Ziro is a map of empty rooms. Recorded in the dead hours between midnight and dawn, these instrumental tracks are the sound of air conditioning hums, distant traffic, and the flicker of a monitor left on. I used my PC as MIDI keyboard, and whatever VSTs wouldn’t crash my old laptop—layering loops until they felt like a place you could walk into. It’s less an album than a habitat: The auditory equivalent of staring at a stranger’s apartment window, wondering what their walls sound like.
These songs are proof that vulnerability doesn’t need polish. Recorded in one take on a phone mic, with no metronome or second chances, they’re the musical equivalent of a cigarette smoked on a fire escape at 3 AM—ash and all. The lyrics are direct, the guitar is out of tune in the right ways, and the pauses are where I forgot the next line. I kept the glitches and throat-clearing as a manifesto: sometimes the truest thing you can do is let the cracks show.

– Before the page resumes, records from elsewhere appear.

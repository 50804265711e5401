//! Appointments service.

use std::sync::Arc;

use async_trait::async_trait;
use mockall::automock;
use sqlx::PgPool;
use tracing::error;

use crate::{
    auth::CurrentUser,
    domain::appointments::{
        errors::AppointmentsServiceError,
        models::{
            AppointmentRecord, AppointmentStatus, AppointmentUpdate, AppointmentUuid,
            BookAppointment,
        },
        repository::PgAppointmentsRepository,
    },
    mailer::{Mailer, messages},
};

#[derive(Clone)]
pub struct PgAppointmentsService {
    repository: PgAppointmentsRepository,
    mailer: Arc<dyn Mailer>,

    /// Address alerted on every booking, when configured.
    admin_email: Option<String>,
}

impl PgAppointmentsService {
    #[must_use]
    pub fn new(pool: PgPool, mailer: Arc<dyn Mailer>, admin_email: Option<String>) -> Self {
        Self {
            repository: PgAppointmentsRepository::new(pool),
            mailer,
            admin_email,
        }
    }

    /// Booking alerts. Failures are logged and swallowed: the row insert is
    /// the primary operation.
    async fn send_booking_emails(&self, appointment: &AppointmentRecord) {
        let date = appointment.date.to_string();

        if let Some(admin_email) = &self.admin_email {
            let alert = messages::appointment_alert(
                admin_email,
                &appointment.name,
                &date,
                &appointment.time_slot,
                appointment.mode.as_str(),
                &appointment.purpose,
            );
            if let Err(err) = self.mailer.send(alert).await {
                error!("failed to send appointment alert for {}: {err}", appointment.uuid);
            }
        }

        let received = messages::appointment_received(
            &appointment.email,
            &appointment.name,
            &date,
            &appointment.time_slot,
        );
        if let Err(err) = self.mailer.send(received).await {
            error!(
                "failed to send appointment confirmation for {}: {err}",
                appointment.uuid
            );
        }
    }
}

#[async_trait]
impl AppointmentsService for PgAppointmentsService {
    async fn book_appointment(
        &self,
        user: &CurrentUser,
        booking: BookAppointment,
    ) -> Result<AppointmentRecord, AppointmentsServiceError> {
        validate_booking(&booking)?;

        let appointment = self
            .repository
            .create(AppointmentUuid::new(), user.uuid, &booking)
            .await?;

        self.send_booking_emails(&appointment).await;

        Ok(appointment)
    }

    async fn list_appointments(
        &self,
        user: &CurrentUser,
    ) -> Result<Vec<AppointmentRecord>, AppointmentsServiceError> {
        if user.role.is_admin() {
            Ok(self.repository.list().await?)
        } else {
            Ok(self.repository.list_for_user(user.uuid).await?)
        }
    }

    async fn update_appointment(
        &self,
        appointment: AppointmentUuid,
        update: AppointmentUpdate,
    ) -> Result<AppointmentRecord, AppointmentsServiceError> {
        let current = self.repository.get(appointment).await?;

        let status = match update.status {
            Some(next) => {
                if !current.status.can_transition_to(next) {
                    return Err(AppointmentsServiceError::InvalidTransition);
                }

                next
            }
            None => current.status,
        };

        let updated = self
            .repository
            .update(
                appointment,
                status,
                update.admin_reply.as_deref(),
                update.meeting_link.as_deref(),
            )
            .await?;

        let status_changed = updated.status != current.status;
        if status_changed || update.admin_reply.is_some() {
            let message = messages::appointment_updated(
                &updated.email,
                &updated.name,
                updated.status.as_str(),
                updated.meeting_link.as_deref(),
                updated.admin_reply.as_deref(),
            );
            if let Err(err) = self.mailer.send(message).await {
                error!("failed to send appointment update for {}: {err}", updated.uuid);
            }
        }

        Ok(updated)
    }
}

#[automock]
#[async_trait]
pub trait AppointmentsService: Send + Sync {
    /// Book a consultation slot; the appointment starts out `pending`.
    async fn book_appointment(
        &self,
        user: &CurrentUser,
        booking: BookAppointment,
    ) -> Result<AppointmentRecord, AppointmentsServiceError>;

    /// Admins see every appointment; everyone else sees their own.
    async fn list_appointments(
        &self,
        user: &CurrentUser,
    ) -> Result<Vec<AppointmentRecord>, AppointmentsServiceError>;

    /// Apply the studio's response: status transition, reply, meeting link.
    async fn update_appointment(
        &self,
        appointment: AppointmentUuid,
        update: AppointmentUpdate,
    ) -> Result<AppointmentRecord, AppointmentsServiceError>;
}

fn validate_booking(booking: &BookAppointment) -> Result<(), AppointmentsServiceError> {
    if booking.name.trim().is_empty() {
        return Err(AppointmentsServiceError::Invalid("a name is required"));
    }

    if !booking.email.contains('@') {
        return Err(AppointmentsServiceError::Invalid("a valid email is required"));
    }

    if booking.time_slot.trim().is_empty() {
        return Err(AppointmentsServiceError::Invalid("a time slot is required"));
    }

    if booking.purpose.trim().is_empty() {
        return Err(AppointmentsServiceError::Invalid("a purpose is required"));
    }

    Ok(())
}

#[cfg(test)]
mod tests {
    use testresult::TestResult;

    use crate::{
        mailer::MockMailer,
        test::{TestContext, book_appointment},
    };

    use super::*;

    const ADMIN_EMAIL: &str = "studio@example.com";

    fn service(ctx: &TestContext, mailer: MockMailer) -> PgAppointmentsService {
        PgAppointmentsService::new(
            ctx.pool().clone(),
            Arc::new(mailer),
            Some(ADMIN_EMAIL.to_string()),
        )
    }

    fn relaxed_mailer() -> MockMailer {
        let mut mailer = MockMailer::new();
        mailer.expect_send().returning(|_message| Ok(()));

        mailer
    }

    #[tokio::test]
    async fn booking_starts_pending_and_alerts_both_parties() -> TestResult {
        let ctx = TestContext::new().await;
        let user = ctx.create_user("user@example.com").await;

        // One studio alert plus one requester confirmation.
        let mut mailer = MockMailer::new();
        mailer.expect_send().times(2).returning(|_message| Ok(()));

        let appointments = service(&ctx, mailer);

        let booked = appointments
            .book_appointment(&user, book_appointment("Asha Rao", "asha@example.com"))
            .await?;

        assert_eq!(booked.status, AppointmentStatus::Pending);
        assert_eq!(booked.user_uuid, user.uuid);
        assert_eq!(booked.email, "asha@example.com");
        assert!(booked.admin_reply.is_none());

        Ok(())
    }

    #[tokio::test]
    async fn booking_survives_mail_failure() -> TestResult {
        let ctx = TestContext::new().await;
        let user = ctx.create_user("user@example.com").await;

        let mut mailer = MockMailer::new();
        mailer.expect_send().times(2).returning(|_message| {
            Err(crate::mailer::MailerError::Address(
                "@".parse::<lettre::Address>().unwrap_err(),
            ))
        });

        let appointments = service(&ctx, mailer);

        let booked = appointments
            .book_appointment(&user, book_appointment("Asha Rao", "asha@example.com"))
            .await?;

        assert_eq!(booked.status, AppointmentStatus::Pending);

        Ok(())
    }

    #[tokio::test]
    async fn booking_rejects_blank_fields() {
        let ctx = TestContext::new().await;
        let user = ctx.create_user("user@example.com").await;
        let appointments = service(&ctx, MockMailer::new());

        let mut booking = book_appointment("Asha Rao", "asha@example.com");
        booking.purpose = "  ".to_string();

        let result = appointments.book_appointment(&user, booking).await;

        assert!(
            matches!(result, Err(AppointmentsServiceError::Invalid(_))),
            "expected Invalid, got {result:?}"
        );
    }

    #[tokio::test]
    async fn listing_is_role_scoped() -> TestResult {
        let ctx = TestContext::new().await;
        let alice = ctx.create_user("alice@example.com").await;
        let bob = ctx.create_user("bob@example.com").await;
        let admin = ctx.create_admin("admin@example.com").await;

        let appointments = service(&ctx, relaxed_mailer());

        appointments
            .book_appointment(&alice, book_appointment("Alice", "alice@example.com"))
            .await?;
        appointments
            .book_appointment(&bob, book_appointment("Bob", "bob@example.com"))
            .await?;

        assert_eq!(appointments.list_appointments(&alice).await?.len(), 1);
        assert_eq!(appointments.list_appointments(&admin).await?.len(), 2);

        Ok(())
    }

    #[tokio::test]
    async fn confirm_attaches_reply_and_link() -> TestResult {
        let ctx = TestContext::new().await;
        let user = ctx.create_user("user@example.com").await;

        let appointments = service(&ctx, relaxed_mailer());

        let booked = appointments
            .book_appointment(&user, book_appointment("Asha Rao", "asha@example.com"))
            .await?;

        let updated = appointments
            .update_appointment(
                booked.uuid,
                AppointmentUpdate {
                    status: Some(AppointmentStatus::Confirmed),
                    admin_reply: Some("See you then".to_string()),
                    meeting_link: Some("https://meet.example.com/abc".to_string()),
                },
            )
            .await?;

        assert_eq!(updated.status, AppointmentStatus::Confirmed);
        assert_eq!(updated.admin_reply.as_deref(), Some("See you then"));
        assert_eq!(
            updated.meeting_link.as_deref(),
            Some("https://meet.example.com/abc")
        );

        Ok(())
    }

    #[tokio::test]
    async fn pending_cannot_jump_to_completed() -> TestResult {
        let ctx = TestContext::new().await;
        let user = ctx.create_user("user@example.com").await;

        let appointments = service(&ctx, relaxed_mailer());

        let booked = appointments
            .book_appointment(&user, book_appointment("Asha Rao", "asha@example.com"))
            .await?;

        let result = appointments
            .update_appointment(
                booked.uuid,
                AppointmentUpdate {
                    status: Some(AppointmentStatus::Completed),
                    ..AppointmentUpdate::default()
                },
            )
            .await;

        assert!(
            matches!(result, Err(AppointmentsServiceError::InvalidTransition)),
            "expected InvalidTransition, got {result:?}"
        );

        // The appointment is untouched.
        let listed = appointments.list_appointments(&user).await?;
        assert_eq!(listed[0].status, AppointmentStatus::Pending);

        Ok(())
    }

    #[tokio::test]
    async fn cancelled_is_terminal() -> TestResult {
        let ctx = TestContext::new().await;
        let user = ctx.create_user("user@example.com").await;

        let appointments = service(&ctx, relaxed_mailer());

        let booked = appointments
            .book_appointment(&user, book_appointment("Asha Rao", "asha@example.com"))
            .await?;

        appointments
            .update_appointment(
                booked.uuid,
                AppointmentUpdate {
                    status: Some(AppointmentStatus::Cancelled),
                    ..AppointmentUpdate::default()
                },
            )
            .await?;

        let result = appointments
            .update_appointment(
                booked.uuid,
                AppointmentUpdate {
                    status: Some(AppointmentStatus::Confirmed),
                    ..AppointmentUpdate::default()
                },
            )
            .await;

        assert!(matches!(
            result,
            Err(AppointmentsServiceError::InvalidTransition)
        ));

        Ok(())
    }

    #[tokio::test]
    async fn reply_without_status_keeps_status_and_notifies() -> TestResult {
        let ctx = TestContext::new().await;
        let user = ctx.create_user("user@example.com").await;

        // Two booking emails plus one update notification.
        let mut mailer = MockMailer::new();
        mailer.expect_send().times(3).returning(|_message| Ok(()));

        let appointments = service(&ctx, mailer);

        let booked = appointments
            .book_appointment(&user, book_appointment("Asha Rao", "asha@example.com"))
            .await?;

        let updated = appointments
            .update_appointment(
                booked.uuid,
                AppointmentUpdate {
                    admin_reply: Some("We need more details".to_string()),
                    ..AppointmentUpdate::default()
                },
            )
            .await?;

        assert_eq!(updated.status, AppointmentStatus::Pending);
        assert_eq!(updated.admin_reply.as_deref(), Some("We need more details"));

        Ok(())
    }

    #[tokio::test]
    async fn update_unknown_appointment_is_not_found() {
        let ctx = TestContext::new().await;
        let appointments = service(&ctx, MockMailer::new());

        let result = appointments
            .update_appointment(
                AppointmentUuid::new(),
                AppointmentUpdate {
                    status: Some(AppointmentStatus::Confirmed),
                    ..AppointmentUpdate::default()
                },
            )
            .await;

        assert!(
            matches!(result, Err(AppointmentsServiceError::NotFound)),
            "expected NotFound, got {result:?}"
        );
    }
}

The sound of a melody dissolving before it’s finished. There’s no beauty here, just the raw ache of a note held too long. I built it in the gaps between sleep and waking, where taiko (太鼓) rhythms start to sound like words and my synth twists into half-remembered hiragana. Track #2 came from failed Japanese lessons, its drums muttering phrases I couldn’t pronounce; the rest is just the hum of an old laptop fan. It’s not an album. It’s the residue of something that almost existed—the echo that’s left when you stop believing that a loop will ever resolve. Hello there. Goodbye.